Filter the records below for the word "vars". Keep each line that has it.
═════ Task inputs ═════
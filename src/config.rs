//! Runtime configuration.
//!
//! Values come from `SHOPDB_*` environment variables, optionally seeded from
//! a `.env` file in the current directory. Paths follow the XDG base
//! directory layout.

use std::env;
use std::path::{Path, PathBuf};

use miette::Diagnostic;
use thiserror::Error;
use tracing::debug;

pub const DATABASE_URL_VAR: &str = "SHOPDB_DATABASE_URL";
pub const DB_PATH_VAR: &str = "SHOPDB_DB_PATH";
pub const MAX_CONNECTIONS_VAR: &str = "SHOPDB_MAX_CONNECTIONS";
pub const BUSY_TIMEOUT_VAR: &str = "SHOPDB_BUSY_TIMEOUT_MS";
pub const MIGRATIONS_DIR_VAR: &str = "SHOPDB_MIGRATIONS_DIR";

const APP_DIR: &str = "shopdb";
const DB_FILE: &str = "shop.db";
const IN_MEMORY_URL: &str = "sqlite::memory:";

#[derive(Error, Diagnostic, Debug, PartialEq, Eq)]
pub enum ConfigError {
    #[error("Invalid value for {var}: '{value}'")]
    #[diagnostic(
        code(shopdb::config::invalid),
        help("Expected a positive integer; unset the variable to use the default")
    )]
    Invalid { var: String, value: String },
}

/// Where the database lives.
#[derive(Debug, Clone, PartialEq, Eq)]
pub enum DatabaseSource {
    /// Database file, opened by path with no URL parsing.
    File(PathBuf),
    /// sqlx SQLite URL, e.g. `sqlite:///var/lib/shop.db` or `sqlite::memory:`.
    Url(String),
}

impl std::fmt::Display for DatabaseSource {
    fn fmt(&self, f: &mut std::fmt::Formatter<'_>) -> std::fmt::Result {
        match self {
            DatabaseSource::File(path) => write!(f, "{}", path.display()),
            DatabaseSource::Url(url) => write!(f, "{}", url),
        }
    }
}

/// Database connection settings.
#[derive(Debug, Clone, PartialEq, Eq)]
pub struct Config {
    pub database: DatabaseSource,
    pub max_connections: u32,
    pub busy_timeout_ms: u64,
    /// Load migrations from here at runtime instead of the embedded set.
    pub migrations_dir: Option<PathBuf>,
}

impl Default for Config {
    fn default() -> Self {
        Self {
            database: DatabaseSource::File(get_db_path()),
            max_connections: 5,
            busy_timeout_ms: 5000,
            migrations_dir: None,
        }
    }
}

impl Config {
    /// Settings for a private in-memory database.
    pub fn in_memory() -> Self {
        Self {
            database: DatabaseSource::Url(IN_MEMORY_URL.to_string()),
            ..Self::default()
        }
    }

    pub fn is_in_memory(&self) -> bool {
        match &self.database {
            DatabaseSource::Url(url) => url.contains(":memory:") || url.contains("mode=memory"),
            DatabaseSource::File(_) => false,
        }
    }

    /// Point at a database file, replacing any configured URL.
    pub fn with_db_path(mut self, path: impl AsRef<Path>) -> Self {
        self.database = DatabaseSource::File(path.as_ref().to_path_buf());
        self
    }

    /// Read settings from the process environment.
    pub fn from_env() -> Result<Self, ConfigError> {
        Self::from_lookup(|var| env::var(var).ok())
    }

    /// Read settings through `lookup`, falling back to defaults for unset
    /// or empty variables.
    pub fn from_lookup<F>(lookup: F) -> Result<Self, ConfigError>
    where
        F: Fn(&str) -> Option<String>,
    {
        let get = |var: &str| lookup(var).filter(|v| !v.trim().is_empty());

        let database = match (get(DATABASE_URL_VAR), get(DB_PATH_VAR)) {
            (Some(url), _) => DatabaseSource::Url(url),
            (None, Some(path)) => DatabaseSource::File(PathBuf::from(path)),
            (None, None) => DatabaseSource::File(data_dir_from(&get).join(DB_FILE)),
        };

        let defaults = Self::default();
        let config = Self {
            database,
            max_connections: parse_positive(&get, MAX_CONNECTIONS_VAR)?
                .unwrap_or(defaults.max_connections),
            busy_timeout_ms: parse_positive(&get, BUSY_TIMEOUT_VAR)?
                .unwrap_or(defaults.busy_timeout_ms),
            migrations_dir: get(MIGRATIONS_DIR_VAR).map(PathBuf::from),
        };

        debug!(database = %config.database, "configuration loaded");
        Ok(config)
    }
}

fn parse_positive<T, F>(get: &F, var: &str) -> Result<Option<T>, ConfigError>
where
    T: std::str::FromStr + PartialEq + Default,
    F: Fn(&str) -> Option<String>,
{
    let Some(raw) = get(var) else {
        return Ok(None);
    };
    match raw.trim().parse::<T>() {
        Ok(value) if value != T::default() => Ok(Some(value)),
        _ => Err(ConfigError::Invalid {
            var: var.to_string(),
            value: raw,
        }),
    }
}

/// Load `.env` from the current directory if present.
///
/// Variables already set in the environment win over the file.
pub fn load_dotenv() {
    match dotenvy::dotenv() {
        Ok(path) => debug!("Loaded .env from {}", path.display()),
        Err(e) if e.not_found() => debug!("No .env file found"),
        Err(e) => debug!("Failed to load .env: {}", e),
    }
}

fn data_dir_from<F>(get: &F) -> PathBuf
where
    F: Fn(&str) -> Option<String>,
{
    let data_home = get("XDG_DATA_HOME")
        .map(PathBuf::from)
        .or_else(|| get("HOME").map(|home| PathBuf::from(home).join(".local/share")))
        .unwrap_or_else(|| PathBuf::from("."));

    data_home.join(APP_DIR)
}

/// Get XDG-compliant data directory for shopdb.
///
/// # Returns
/// Path to data directory: `~/.local/share/shopdb/`
pub fn get_data_dir() -> PathBuf {
    data_dir_from(&|var: &str| env::var(var).ok().filter(|v| !v.is_empty()))
}

/// Get database file path (data_dir/shop.db).
pub fn get_db_path() -> PathBuf {
    get_data_dir().join(DB_FILE)
}

#[cfg(test)]
mod tests {
    use super::*;
    use serial_test::serial;
    use std::collections::HashMap;

    fn lookup(vars: &[(&str, &str)]) -> impl Fn(&str) -> Option<String> {
        let map: HashMap<String, String> = vars
            .iter()
            .map(|(k, v)| (k.to_string(), v.to_string()))
            .collect();
        move |var| map.get(var).cloned()
    }

    #[test]
    fn test_defaults_use_xdg_data_home() {
        let config = Config::from_lookup(lookup(&[("XDG_DATA_HOME", "/data")])).unwrap();
        assert_eq!(
            config.database,
            DatabaseSource::File(PathBuf::from("/data/shopdb/shop.db"))
        );
        assert_eq!(config.max_connections, 5);
        assert_eq!(config.busy_timeout_ms, 5000);
        assert_eq!(config.migrations_dir, None);
    }

    #[test]
    fn test_falls_back_to_home() {
        let config = Config::from_lookup(lookup(&[("HOME", "/home/ann")])).unwrap();
        assert_eq!(
            config.database,
            DatabaseSource::File(PathBuf::from("/home/ann/.local/share/shopdb/shop.db"))
        );
    }

    #[test]
    fn test_url_wins_over_path() {
        let config = Config::from_lookup(lookup(&[
            (DATABASE_URL_VAR, "sqlite::memory:"),
            (DB_PATH_VAR, "/tmp/ignored.db"),
        ]))
        .unwrap();
        assert!(config.is_in_memory());
    }

    #[test]
    fn test_db_path_and_numbers() {
        let config = Config::from_lookup(lookup(&[
            (DB_PATH_VAR, "/tmp/shop.db"),
            (MAX_CONNECTIONS_VAR, "12"),
            (BUSY_TIMEOUT_VAR, " 250 "),
            (MIGRATIONS_DIR_VAR, "/srv/migrations"),
        ]))
        .unwrap();
        assert_eq!(
            config.database,
            DatabaseSource::File(PathBuf::from("/tmp/shop.db"))
        );
        assert_eq!(config.max_connections, 12);
        assert_eq!(config.busy_timeout_ms, 250);
        assert_eq!(
            config.migrations_dir,
            Some(PathBuf::from("/srv/migrations"))
        );
    }

    #[test]
    fn test_db_path_is_not_parsed_as_url() {
        let config =
            Config::from_lookup(lookup(&[(DB_PATH_VAR, "/tmp/a?mode=memory#b%20.db")])).unwrap();
        assert_eq!(
            config.database,
            DatabaseSource::File(PathBuf::from("/tmp/a?mode=memory#b%20.db"))
        );
        assert!(!config.is_in_memory());
    }

    #[test]
    fn test_invalid_number_is_rejected() {
        let err = Config::from_lookup(lookup(&[(MAX_CONNECTIONS_VAR, "lots")])).unwrap_err();
        assert_eq!(
            err,
            ConfigError::Invalid {
                var: MAX_CONNECTIONS_VAR.to_string(),
                value: "lots".to_string(),
            }
        );

        let err = Config::from_lookup(lookup(&[(BUSY_TIMEOUT_VAR, "0")])).unwrap_err();
        assert!(matches!(err, ConfigError::Invalid { .. }));
    }

    #[test]
    fn test_empty_values_are_ignored() {
        let config = Config::from_lookup(lookup(&[
            ("XDG_DATA_HOME", "/data"),
            (DATABASE_URL_VAR, ""),
            (MAX_CONNECTIONS_VAR, "  "),
        ]))
        .unwrap();
        assert_eq!(
            config.database,
            DatabaseSource::File(PathBuf::from("/data/shopdb/shop.db"))
        );
        assert_eq!(config.max_connections, 5);
    }

    #[test]
    fn test_with_db_path_overrides_url() {
        let config = Config::in_memory().with_db_path("/tmp/other.db");
        assert_eq!(
            config.database,
            DatabaseSource::File(PathBuf::from("/tmp/other.db"))
        );
        assert!(!config.is_in_memory());
    }

    #[test]
    #[serial]
    fn test_from_env_reads_process_environment() {
        unsafe {
            env::set_var(DB_PATH_VAR, "/tmp/env-shop.db");
            env::set_var(MAX_CONNECTIONS_VAR, "3");
        }

        let config = Config::from_env().unwrap();
        assert_eq!(
            config.database,
            DatabaseSource::File(PathBuf::from("/tmp/env-shop.db"))
        );
        assert_eq!(config.max_connections, 3);

        unsafe {
            env::remove_var(DB_PATH_VAR);
            env::remove_var(MAX_CONNECTIONS_VAR);
        }
    }

    #[test]
    #[serial]
    fn test_get_db_path_ends_with_shop_db() {
        let path = get_db_path();
        assert!(path.ends_with("shopdb/shop.db"));
    }
}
═════
* [Output]
    fn lookup(vars: &[(&str, &str)]) -> impl Fn(&str) -> Option<String> {
        let map: HashMap<String, String> = vars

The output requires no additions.